What needs to be done | How does the data below read from its first line through the line containing "the remaining rules"? Print those lines exactly.

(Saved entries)
//! Line Classifier
//!
//! Turns one section's raw content into an ordered list of [`Line`]s.
//! Rules are tried in a fixed order and the first match wins:
//!
//! 1. empty or whitespace-only: [`Line::Blank`]
//! 2. `-` or `*` followed by whitespace: [`Line::Bullet`]
//! 3. `<digits>.` followed by whitespace: [`Line::Numbered`]
//! 4. a duration prefix such as `**5-10 min**:` or `~20 minutes`: [`Line::Timeline`]
//! 5. anything else: [`Line::Text`]
//!
//! The order matters. `10. min break` is numbered, not a timeline.

use mission_ast::{Line, Section};
use once_cell::sync::Lazy;
use regex::Regex;

static BULLET_RE: Lazy<Regex> =
    Lazy::new(|| Regex::new(r"^[-*]\s+(?P<rest>.*)$").expect("valid bullet pattern"));

static NUMBERED_RE: Lazy<Regex> =
    Lazy::new(|| Regex::new(r"^(?P<ordinal>\d+)\.\s+(?P<rest>.*)$").expect("valid numbered pattern"));

static TIMELINE_RE: Lazy<Regex> = Lazy::new(|| {
    Regex::new(
        r"^\*{0,2}(?P<label>~?\d+(?:\s*-\s*\d+)?\s*(?:minutes|min|hours|hour)\b)\*{0,2}:?\*{0,2}\s*(?P<rest>.*)$",
    )
    .expect("valid timeline pattern")
});

/// Classify a single line.
///
/// Trailing whitespace is ignored. Leading indentation is skipped before
/// the marker rules are tried, but a `text` line keeps it.
pub fn classify_line(raw: &str) -> Line {
    let line = raw.trim_end();
    let body = line.trim_start();

    if body.is_empty() {
        return Line::Blank;
    }

    if let Some(caps) = BULLET_RE.captures(body) {
        return Line::Bullet {
            content: caps["rest"].to_string(),
        };
    }

    if let Some(caps) = NUMBERED_RE.captures(body) {
        // Ordinals too large for u64 fall through to the remaining rules
        if let Ok(ordinal) = caps["ordinal"].parse::<u64>() {
            return Line::Numbered {
                ordinal,
                content: caps["rest"].to_string(),
            };
        }
    }

    if let Some(caps) = TIMELINE_RE.captures(body) {
        return Line::Timeline {
            time_label: caps["label"].to_string(),
            content: caps["rest"].to_string(),
        };
    }

    Line::Text {
        content: line.to_string(),
    }
}

/// Classify every line of a section's content, dropping leading and
/// trailing blanks. Interior blanks are kept as spacing.
pub fn classify_lines(content: &str) -> Vec<Line> {
    let mut lines: Vec<Line> = content.lines().map(classify_line).collect();

    let trailing = lines.iter().rev().take_while(|l| l.is_blank()).count();
    lines.truncate(lines.len() - trailing);

    let leading = lines.iter().take_while(|l| l.is_blank()).count();
    lines.drain(..leading);

    lines
}

/// Classification helpers on [`Section`]
pub trait SectionLines {
    /// Classified lines of this section's content
    fn lines(&self) -> Vec<Line>;
}

impl SectionLines for Section {
    fn lines(&self) -> Vec<Line> {
        classify_lines(&self.content)
    }
}
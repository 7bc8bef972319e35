//! mission CLI - command-line interface library
//!
//! This library provides the CLI functionality for Mission Control:
//! - Sections / Classify: inspect how a plan is parsed
//! - Render: screen cards, HTML, DOCX or PPTX
//! - Show / List: plan records as the plan page and the planner list see them
//! - Gauge: consensus gauge readings as JSON or SVG
//!
//! # Library Usage
//!
//! ```ignore
//! use mission_cli::{render_command, AppConfig, RenderFormat};
//!
//! let config = AppConfig::default();
//! render_command(&input, RenderFormat::Docx, Some(&output), None, &config, &mut std::io::stdout())?;
//! ```
//!
//! # Binary Usage
//!
//! ```bash
//! # Parsed sections as JSON
//! mission sections plan.txt
//!
//! # Export a stored record as a slide deck
//! mission render k57abc.json --format pptx -o plan.pptx
//!
//! # Gauge drawing for a bearish signal
//! mission gauge --score 64 --direction bearish --svg
//! ```

pub mod app;
pub mod config;

// Re-export main entry point and types
pub use app::{
    classify_command, gauge_command, list_command, load_input, render_command, sections_command,
    show_command,
};
pub use app::{init_tracing, run_cli, OutputFormat, PlanInput, RenderFormat};
pub use config::AppConfig;
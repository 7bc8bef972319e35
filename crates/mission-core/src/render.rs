//! Renderer contract
//!
//! Every output target implements [`PlanRenderer`] and is driven by
//! [`render_sections`], so all targets see the same sections and the same
//! lines in the same order. Targets only decide how each line looks.
//!
//! | Line kind  | Required rendering                                   |
//! |------------|------------------------------------------------------|
//! | `blank`    | spacing break, no visible text                       |
//! | `bullet`   | unordered list item                                  |
//! | `numbered` | `"<ordinal>. <content>"` or an ordered item          |
//! | `timeline` | time label visually set apart from the content      |
//! | `text`     | plain paragraph                                      |

use std::fmt;

use mission_ast::{Line, Section};
use serde::{Deserialize, Serialize};
use tracing::trace;

use crate::classify::classify_lines;

/// Per-section layout strategy, chosen from the section title
#[derive(Debug, Clone, Copy, PartialEq, Eq, Hash, Default, Serialize, Deserialize)]
#[serde(rename_all = "lowercase")]
pub enum DisplayMode {
    /// Title mentions "outline": chronological rows
    Outline,
    /// Title mentions "material": toggleable items
    Checklist,
    #[default]
    Default,
}

impl DisplayMode {
    /// Case-insensitive keyword match on the section title.
    ///
    /// "outline" is checked before "material".
    pub fn for_title(title: &str) -> Self {
        let title = title.to_lowercase();
        if title.contains("outline") {
            Self::Outline
        } else if title.contains("material") {
            Self::Checklist
        } else {
            Self::Default
        }
    }

    pub fn as_str(self) -> &'static str {
        match self {
            Self::Outline => "outline",
            Self::Checklist => "checklist",
            Self::Default => "default",
        }
    }
}

impl fmt::Display for DisplayMode {
    fn fmt(&self, f: &mut fmt::Formatter<'_>) -> fmt::Result {
        f.write_str(self.as_str())
    }
}

/// An output target for parsed plans.
///
/// Calls arrive as `begin_section`, then either one `placeholder` or one
/// `line` per classified line, then `end_section`, for each section in order.
pub trait PlanRenderer {
    fn begin_section(&mut self, index: usize, section: &Section, mode: DisplayMode);
    fn line(&mut self, line: &Line);
    /// Called once instead of `line` for a section with no lines
    fn placeholder(&mut self);
    fn end_section(&mut self);
}

/// Drive `renderer` over `sections`.
///
/// Never fails; an empty slice produces no calls at all.
pub fn render_sections<R: PlanRenderer + ?Sized>(sections: &[Section], renderer: &mut R) {
    for (index, section) in sections.iter().enumerate() {
        let mode = DisplayMode::for_title(&section.title);
        let lines = classify_lines(&section.content);
        trace!(index, title = %section.title, %mode, lines = lines.len(), "rendering section");

        renderer.begin_section(index, section, mode);
        if lines.is_empty() {
            renderer.placeholder();
        } else {
            for line in &lines {
                renderer.line(line);
            }
        }
        renderer.end_section();
    }
}

/// What a renderer was asked to emit; see [`KindRecorder`]
#[derive(Debug, Clone, Copy, PartialEq, Eq, Hash, Serialize, Deserialize)]
#[serde(rename_all = "snake_case")]
pub enum Emitted {
    Line(mission_ast::LineKind),
    Placeholder,
}

/// A renderer that only records the sequence of emitted kinds.
///
/// Useful as a reference when checking that a target neither skips nor
/// reorders lines.
#[derive(Debug, Default, Clone, PartialEq, Eq)]
pub struct KindRecorder {
    pub sections: Vec<(String, DisplayMode, Vec<Emitted>)>,
}

impl KindRecorder {
    pub fn new() -> Self {
        Self::default()
    }

    /// All emitted kinds, flattened across sections
    pub fn sequence(&self) -> Vec<Emitted> {
        self.sections
            .iter()
            .flat_map(|(_, _, kinds)| kinds.iter().copied())
            .collect()
    }
}

impl PlanRenderer for KindRecorder {
    fn begin_section(&mut self, _index: usize, section: &Section, mode: DisplayMode) {
        self.sections.push((section.title.clone(), mode, Vec::new()));
    }

    fn line(&mut self, line: &Line) {
        if let Some((_, _, kinds)) = self.sections.last_mut() {
            kinds.push(Emitted::Line(line.kind()));
        }
    }

    fn placeholder(&mut self) {
        if let Some((_, _, kinds)) = self.sections.last_mut() {
            kinds.push(Emitted::Placeholder);
        }
    }

    fn end_section(&mut self) {}
}

#[cfg(test)]
mod tests {
    use super::*;
    use mission_ast::LineKind;

    #[test]
    fn test_display_mode_keywords() {
        assert_eq!(DisplayMode::for_title("Lesson Outline"), DisplayMode::Outline);
        assert_eq!(DisplayMode::for_title("MATERIALS"), DisplayMode::Checklist);
        assert_eq!(DisplayMode::for_title("Objectives"), DisplayMode::Default);
        assert_eq!(
            DisplayMode::for_title("Outline of materials"),
            DisplayMode::Outline
        );
    }

    #[test]
    fn test_empty_section_gets_one_placeholder() {
        let sections = vec![
            Section::new("Empty", "\n\n"),
            Section::new("Full", "- a\n\nb\n"),
        ];
        let mut recorder = KindRecorder::new();
        render_sections(&sections, &mut recorder);

        assert_eq!(recorder.sections[0].2, vec![Emitted::Placeholder]);
        assert_eq!(
            recorder.sections[1].2,
            vec![
                Emitted::Line(LineKind::Bullet),
                Emitted::Line(LineKind::Blank),
                Emitted::Line(LineKind::Text),
            ]
        );
    }

    #[test]
    fn test_no_sections_no_calls() {
        let mut recorder = KindRecorder::new();
        render_sections(&[], &mut recorder);
        assert!(recorder.sections.is_empty());
    }

    #[test]
    fn test_modes_reported() {
        let sections = vec![Section::new("Materials", "- glue\n")];
        let mut recorder = KindRecorder::new();
        render_sections(&sections, &mut recorder);
        assert_eq!(recorder.sections[0].1, DisplayMode::Checklist);
    }
}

Solved exercise |
//! Line Classifier
//!
//! Turns one section's raw content into an ordered list of [`Line`]s.
//! Rules are tried in a fixed order and the first match wins:
//!
//! 1. empty or whitespace-only: [`Line::Blank`]
//! 2. `-` or `*` followed by whitespace: [`Line::Bullet`]
//! 3. `<digits>.` followed by whitespace: [`Line::Numbered`]
//! 4. a duration prefix such as `**5-10 min**:` or `~20 minutes`: [`Line::Timeline`]
//! 5. anything else: [`Line::Text`]
//!
//! The order matters. `10. min break` is numbered, not a timeline.

use mission_ast::{Line, Section};
use once_cell::sync::Lazy;
use regex::Regex;

static BULLET_RE: Lazy<Regex> =
    Lazy::new(|| Regex::new(r"^[-*]\s+(?P<rest>.*)$").expect("valid bullet pattern"));

static NUMBERED_RE: Lazy<Regex> =
    Lazy::new(|| Regex::new(r"^(?P<ordinal>\d+)\.\s+(?P<rest>.*)$").expect("valid numbered pattern"));

static TIMELINE_RE: Lazy<Regex> = Lazy::new(|| {
    Regex::new(
        r"^\*{0,2}(?P<label>~?\d+(?:\s*-\s*\d+)?\s*(?:minutes|min|hours|hour)\b)\*{0,2}:?\*{0,2}\s*(?P<rest>.*)$",
    )
    .expect("valid timeline pattern")
});

/// Classify a single line.
///
/// Trailing whitespace is ignored. Leading indentation is skipped before
/// the marker rules are tried, but a `text` line keeps it.
pub fn classify_line(raw: &str) -> Line {
    let line = raw.trim_end();
    let body = line.trim_start();

    if body.is_empty() {
        return Line::Blank;
    }

    if let Some(caps) = BULLET_RE.captures(body) {
        return Line::Bullet {
            content: caps["rest"].to_string(),
        };
    }

    if let Some(caps) = NUMBERED_RE.captures(body) {
        // Ordinals too large for u64 fall through to the remaining rules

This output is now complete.